--- SUPPLIED MATERIAL Enclosed Below ---

//! Archive extraction
//!
//! Unpacks a staged payload into a dependency's destination:
//!
//! - **zip**: native extraction with the `zip` crate, directory layout kept
//! - **7z**: delegated to the external 7-Zip tool, extracted flat
//! - **raw**: anything else, copied byte-for-byte without decompression

use crate::core::config::Config;
use crate::core::error::ExtractError;
use crate::core::output;
use crate::core::progress::ProgressGuard;
use serde::Serialize;
use std::ffi::OsString;
use std::fs::File;
use std::path::{Path, PathBuf};
use std::process::{Command, Stdio};

/// Container format of a dependency payload.
#[derive(Debug, Clone, Copy, PartialEq, Eq, Serialize)]
#[serde(rename_all = "snake_case")]
pub enum ArchiveFormat {
    Zip,
    SevenZ,
    /// Not an archive; installed as a single file
    Raw,
}

impl ArchiveFormat {
    /// Format implied by a file extension such as `.zip` or `.tar.7z`.
    ///
    /// Only the last suffix counts and matching is case-insensitive. Anything
    /// unrecognized is [`ArchiveFormat::Raw`].
    pub fn from_extension(ext: &str) -> Self {
        let ext = ext.to_ascii_lowercase();
        let last = ext.rsplit('.').next().unwrap_or_default();
        match last {
            "zip" => ArchiveFormat::Zip,
            "7z" => ArchiveFormat::SevenZ,
            _ => ArchiveFormat::Raw,
        }
    }
}

/// Unpacks archives. Holds the path of the external 7-Zip tool.
#[derive(Debug, Clone)]
pub struct Extractor {
    seven_zip: PathBuf,
}

impl Extractor {
    pub fn new(seven_zip: impl Into<PathBuf>) -> Self {
        Self {
            seven_zip: seven_zip.into(),
        }
    }

    pub fn from_config(config: &Config) -> Self {
        Self::new(&config.seven_zip_executable)
    }

    /// Unpack `archive` into `dest`.
    ///
    /// For [`ArchiveFormat::Zip`] and [`ArchiveFormat::SevenZ`], `dest` is a
    /// directory and is created (with parents) first. For
    /// [`ArchiveFormat::Raw`], `dest` is the target file path.
    pub fn extract(
        &self,
        archive: &Path,
        format: ArchiveFormat,
        dest: &Path,
    ) -> Result<(), ExtractError> {
        let filename = archive
            .file_name()
            .map(|s| s.to_string_lossy().to_string())
            .unwrap_or_else(|| "archive".to_string());

        if format == ArchiveFormat::Raw {
            copy_raw(archive, dest)?;
            output::detail(&format!("copied {} to {}", filename, dest.display()));
            return Ok(());
        }

        std::fs::create_dir_all(dest).map_err(|e| ExtractError::io(dest, e))?;

        {
            let _spinner = ProgressGuard::spinner(&format!("extracting {}", filename));
            match format {
                ArchiveFormat::SevenZ => self.extract_seven_zip(archive, dest)?,
                _ => extract_zip(archive, dest)?,
            }
        }

        output::detail(&format!("extracted {} to {}", filename, dest.display()));
        Ok(())
    }

    /// Run `7z e <archive> -o<dest> -r -t7z -aoa`.
    ///
    /// `e` extracts without the archive's directory hierarchy, `-r` recurses
    /// into subfolders and `-aoa` overwrites existing files.
    fn extract_seven_zip(&self, archive: &Path, dest: &Path) -> Result<(), ExtractError> {
        let mut out_flag = OsString::from("-o");
        out_flag.push(dest);

        let result = Command::new(&self.seven_zip)
            .arg("e")
            .arg(archive)
            .arg(out_flag)
            .args(["-r", "-t7z", "-aoa"])
            .stdin(Stdio::null())
            .output()
            .map_err(|source| ExtractError::ToolLaunch {
                tool: self.seven_zip.clone(),
                source,
            })?;

        if !result.status.success() {
            let mut combined = String::from_utf8_lossy(&result.stdout).into_owned();
            combined.push_str(&String::from_utf8_lossy(&result.stderr));
            return Err(ExtractError::ToolFailed {
                tool: self.seven_zip.clone(),
                code: result.status.code(),
                output: combined,
            });
        }

        Ok(())
    }
}

fn copy_raw(src: &Path, dest: &Path) -> Result<(), ExtractError> {
    if let Some(parent) = dest.parent()
        && !parent.as_os_str().is_empty()
    {
        std::fs::create_dir_all(parent).map_err(|e| ExtractError::io(parent, e))?;
    }
    std::fs::copy(src, dest).map_err(|e| ExtractError::io(dest, e))?;
    Ok(())
}

fn extract_zip(archive_path: &Path, dest: &Path) -> Result<(), ExtractError> {
    let file = File::open(archive_path).map_err(|e| ExtractError::io(archive_path, e))?;

    let zip_err = |source| ExtractError::Zip {
        archive: archive_path.to_path_buf(),
        source,
    };

    let mut archive = zip::ZipArchive::new(file).map_err(zip_err)?;

    for i in 0..archive.len() {
        let mut entry = archive.by_index(i).map_err(zip_err)?;

        // Entries that would land outside `dest` are skipped
        let outpath = match entry.enclosed_name() {
            Some(path) => dest.join(path),
            None => continue,
        };

        if entry.is_dir() {
            std::fs::create_dir_all(&outpath).map_err(|e| ExtractError::io(&outpath, e))?;
            continue;
        }

        if let Some(parent) = outpath.parent() {
            std::fs::create_dir_all(parent).map_err(|e| ExtractError::io(parent, e))?;
        }

        let mut outfile = File::create(&outpath).map_err(|e| ExtractError::io(&outpath, e))?;
        std::io::copy(&mut entry, &mut outfile).map_err(|e| ExtractError::io(&outpath, e))?;

        #[cfg(unix)]
        {
            use std::os::unix::fs::PermissionsExt;
            if let Some(mode) = entry.unix_mode() {
                std::fs::set_permissions(&outpath, std::fs::Permissions::from_mode(mode)).ok();
            }
        }
    }

    Ok(())
}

--- End of Enclosed SUPPLIED MATERIAL ---

**GOAL OF THE EXERCISE**
Where the word "directory" appears in a line of the entries above, count that line; give only the number.

**ANSWER TO THIS EXERCISE**
3